[Task to complete] Which lines below contain the word "QueueItemId"? Copy each of them.

'''

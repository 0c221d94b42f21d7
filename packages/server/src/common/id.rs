//! Typed UUID wrappers for compile-time type safety.
//!
//! `Id<T>` wraps a `uuid::Uuid` tagged with an entity marker so a
//! `QueueItemId` can never be passed where a `JobSourceId` is expected.
//! New ids are UUID v7, which keeps primary keys roughly insertion-ordered.
//!
//! ```compile_fail
//! use scraper_core::common::{JobSourceId, QueueItemId};
//!
//! let source_id = JobSourceId::new();
//! let item_id: QueueItemId = source_id; // Compile error!
//! ```

use serde::{Deserialize, Deserializer, Serialize, Serializer};
use std::cmp::Ordering;
use std::fmt::{self, Debug, Display};
use std::hash::{Hash, Hasher};
use std::marker::PhantomData;
use std::str::FromStr;
use uuid::Uuid;

/// A typed wrapper around `Uuid`.
#[repr(transparent)]
pub struct Id<T>(Uuid, PhantomData<fn() -> T>);

impl<T> Id<T> {
    /// Creates a new time-ordered (v7) id.
    #[inline]
    pub fn new() -> Self {
        Self(Uuid::now_v7(), PhantomData)
    }

    #[inline]
    pub fn from_uuid(uuid: Uuid) -> Self {
        Self(uuid, PhantomData)
    }

    #[inline]
    pub fn into_uuid(self) -> Uuid {
        self.0
    }

    #[inline]
    pub fn as_uuid(&self) -> &Uuid {
        &self.0
    }

    /// Parses an id from its hyphenated string form (path params, JSON input).
    #[inline]
    pub fn parse(s: &str) -> Result<Self, uuid::Error> {
        Ok(Self(Uuid::parse_str(s)?, PhantomData))
    }
}

impl<T> Default for Id<T> {
    fn default() -> Self {
        Self::new()
    }
}

// ============================================================================
// Standard trait implementations
// ============================================================================

impl<T> Clone for Id<T> {
    #[inline]
    fn clone(&self) -> Self {
        *self
    }
}

impl<T> Copy for Id<T> {}

impl<T> Debug for Id<T> {
    fn fmt(&self, f: &mut fmt::Formatter<'_>) -> fmt::Result {
        f.debug_tuple(&format!("Id<{}>", std::any::type_name::<T>()))
            .field(&self.0)
            .finish()
    }
}

impl<T> Display for Id<T> {
    fn fmt(&self, f: &mut fmt::Formatter<'_>) -> fmt::Result {
        Display::fmt(&self.0, f)
    }
}

impl<T> PartialEq for Id<T> {
    #[inline]
    fn eq(&self, other: &Self) -> bool {
        self.0 == other.0
    }
}

impl<T> Eq for Id<T> {}

impl<T> PartialOrd for Id<T> {
    #[inline]
    fn partial_cmp(&self, other: &Self) -> Option<Ordering> {
        Some(self.cmp(other))
    }
}

impl<T> Ord for Id<T> {
    #[inline]
    fn cmp(&self, other: &Self) -> Ordering {
        self.0.cmp(&other.0)
    }
}

impl<T> Hash for Id<T> {
    #[inline]
    fn hash<H: Hasher>(&self, state: &mut H) {
        self.0.hash(state);
    }
}

impl<T> From<Uuid> for Id<T> {
    #[inline]
    fn from(uuid: Uuid) -> Self {
        Self::from_uuid(uuid)
    }
}

impl<T> From<Id<T>> for Uuid {
    #[inline]
    fn from(id: Id<T>) -> Self {
        id.0
    }
}

impl<T> FromStr for Id<T> {
    type Err = uuid::Error;

    #[inline]
    fn from_str(s: &str) -> Result<Self, Self::Err> {
        Self::parse(s)
    }
}

// ============================================================================
// Serde support
// ============================================================================

impl<T> Serialize for Id<T> {
    fn serialize<S: Serializer>(&self, serializer: S) -> Result<S::Ok, S::Error> {
        self.0.serialize(serializer)
    }
}

impl<'de, T> Deserialize<'de> for Id<T> {
    fn deserialize<D: Deserializer<'de>>(deserializer: D) -> Result<Self, D::Error> {
        Uuid::deserialize(deserializer).map(Self::from_uuid)
    }
}

// ============================================================================
// sqlx support
// ============================================================================

use sqlx::encode::IsNull;
use sqlx::error::BoxDynError;
use sqlx::postgres::{PgArgumentBuffer, PgHasArrayType, PgTypeInfo, PgValueRef, Postgres};
use sqlx::{Decode, Encode, Type};

impl<T> Type<Postgres> for Id<T> {
    fn type_info() -> PgTypeInfo {
        <Uuid as Type<Postgres>>::type_info()
    }

    fn compatible(ty: &PgTypeInfo) -> bool {
        <Uuid as Type<Postgres>>::compatible(ty)
    }
}

impl<T> PgHasArrayType for Id<T> {
    fn array_type_info() -> PgTypeInfo {
        <Uuid as PgHasArrayType>::array_type_info()
    }
}

impl<T> Encode<'_, Postgres> for Id<T> {
    fn encode_by_ref(&self, buf: &mut PgArgumentBuffer) -> Result<IsNull, BoxDynError> {
        <Uuid as Encode<Postgres>>::encode_by_ref(&self.0, buf)
    }
}

impl<T> Decode<'_, Postgres> for Id<T> {
    fn decode(value: PgValueRef<'_>) -> Result<Self, BoxDynError> {
        <Uuid as Decode<Postgres>>::decode(value).map(Self::from_uuid)
    }
}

'''

[Exercise output]
//! `QueueItemId` can never be passed where a `JobSourceId` is expected.
//! use scraper_core::common::{JobSourceId, QueueItemId};
//! let item_id: QueueItemId = source_id; // Compile error!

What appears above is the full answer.